== Segment start ==

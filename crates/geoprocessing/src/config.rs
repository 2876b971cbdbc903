//! Configuration for the geoprocessing client.

use serde::{Deserialize, Serialize};
use std::path::Path;
use std::time::Duration;

use geop_common::{GeopError, GeopResult};

use crate::layers::LayerConfig;

/// Retry policy for transient engine failures.
#[derive(Debug, Clone, Copy, PartialEq, Serialize, Deserialize)]
#[serde(default)]
pub struct RetryPolicy {
    /// Maximum number of retries after the first attempt.
    pub max_retries: u32,

    /// Delay before the first retry, in milliseconds.
    pub initial_delay_ms: u64,

    /// Upper bound on the delay between retries, in milliseconds.
    pub max_delay_ms: u64,
}

impl Default for RetryPolicy {
    fn default() -> Self {
        Self {
            max_retries: 6,
            initial_delay_ms: 1_000,
            max_delay_ms: 30_000,
        }
    }
}

impl RetryPolicy {
    /// No retries at all.
    pub fn none() -> Self {
        Self {
            max_retries: 0,
            ..Self::default()
        }
    }

    /// Delay before retry number `attempt` (1-based), doubling each time.
    pub fn delay_for(&self, attempt: u32) -> Duration {
        let factor = 2u64.saturating_pow(attempt.saturating_sub(1));
        let delay = self.initial_delay_ms.saturating_mul(factor);
        Duration::from_millis(delay.min(self.max_delay_ms))
    }
}

/// Configuration for the geoprocessing client and runners.
#[derive(Debug, Clone, Serialize, Deserialize)]
#[serde(default)]
pub struct GeopConfig {
    /// Engine host name.
    pub host: String,

    /// Engine port.
    pub port: u16,

    /// Per-request timeout in seconds.
    pub timeout_secs: u64,

    pub retry: RetryPolicy,

    /// Read and write the result cache.
    pub cache_enabled: bool,

    /// Sub-basins per Multi-Area Runner call.
    pub chunk_size: usize,

    /// Chunks dispatched at once.
    pub chunk_concurrency: usize,

    /// TTL for parameterized results, in seconds.
    pub short_ttl_secs: u64,

    /// Default dataset for each layer token.
    pub layers: LayerConfig,
}

impl Default for GeopConfig {
    fn default() -> Self {
        Self {
            host: "localhost".to_string(),
            port: 8090,
            timeout_secs: 200,
            retry: RetryPolicy::default(),
            cache_enabled: true,
            chunk_size: 8,
            chunk_concurrency: 4,
            short_ttl_secs: 3_600,
            layers: LayerConfig::default(),
        }
    }
}

impl GeopConfig {
    /// Load configuration from environment variables.
    pub fn from_env() -> Self {
        let mut config = Self::default();

        if let Ok(val) = std::env::var("GEOP_HOST") {
            config.host = val;
        }

        if let Ok(val) = std::env::var("GEOP_PORT") {
            if let Ok(port) = val.parse() {
                config.port = port;
            }
        }

        if let Ok(val) = std::env::var("GEOP_TIMEOUT_SECS") {
            if let Ok(secs) = val.parse() {
                config.timeout_secs = secs;
            }
        }

        if let Ok(val) = std::env::var("GEOP_MAX_RETRIES") {
            if let Ok(n) = val.parse() {
                config.retry.max_retries = n;
            }
        }

        if let Ok(val) = std::env::var("GEOP_CACHE") {
            config.cache_enabled = val.to_lowercase() == "true" || val == "1";
        }

        if let Ok(val) = std::env::var("GEOP_CHUNK_SIZE") {
            if let Ok(size) = val.parse() {
                config.chunk_size = size;
            }
        }

        config
    }

    /// Load configuration from a YAML file. Missing fields take defaults.
    pub fn from_yaml(path: impl AsRef<Path>) -> GeopResult<Self> {
        let path = path.as_ref();
        let content = std::fs::read_to_string(path).map_err(|e| {
            GeopError::Config(format!("Failed to read {}: {}", path.display(), e))
        })?;

        let mut config: Self = serde_yaml::from_str(&content).map_err(|e| {
            GeopError::Config(format!("Failed to parse {}: {}", path.display(), e))
        })?;

        // A partial `layers:` map only replaces the tokens it names.
        config.layers = LayerConfig::default().merge(config.layers);

        Ok(config)
    }

    /// Validate the configuration.
    pub fn validate(&self) -> Result<(), String> {
        if self.host.is_empty() {
            return Err("host must not be empty".to_string());
        }

        if self.timeout_secs == 0 {
            return Err("timeout_secs must be > 0".to_string());
        }

        if self.chunk_size == 0 {
            return Err("chunk_size must be > 0".to_string());
        }

        if self.chunk_concurrency == 0 {
            return Err("chunk_concurrency must be > 0".to_string());
        }

        if self.retry.initial_delay_ms > self.retry.max_delay_ms {
            return Err("retry.initial_delay_ms must be <= retry.max_delay_ms".to_string());
        }

        Ok(())
    }

    /// Base URL of the engine.
    pub fn base_url(&self) -> String {
        format!("http://{}:{}", self.host, self.port)
    }

    pub fn timeout(&self) -> Duration {
        Duration::from_secs(self.timeout_secs)
    }

    pub fn short_ttl(&self) -> Duration {
        Duration::from_secs(self.short_ttl_secs)
    }
}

== Segment end ==

**Exercise description**
Transcribe the records above exactly, beginning at the line that contains "if let Ok(n)" and ending with the line that contains "let content = std::fs::read_to_string(path).map_err(|e|", both included, and nothing else.

**Solution for this task**
            if let Ok(n) = val.parse() {
                config.retry.max_retries = n;
            }
        }

        if let Ok(val) = std::env::var("GEOP_CACHE") {
            config.cache_enabled = val.to_lowercase() == "true" || val == "1";
        }

        if let Ok(val) = std::env::var("GEOP_CHUNK_SIZE") {
            if let Ok(size) = val.parse() {
                config.chunk_size = size;
            }
        }

        config
    }

    /// Load configuration from a YAML file. Missing fields take defaults.
    pub fn from_yaml(path: impl AsRef<Path>) -> GeopResult<Self> {
        let path = path.as_ref();
        let content = std::fs::read_to_string(path).map_err(|e| {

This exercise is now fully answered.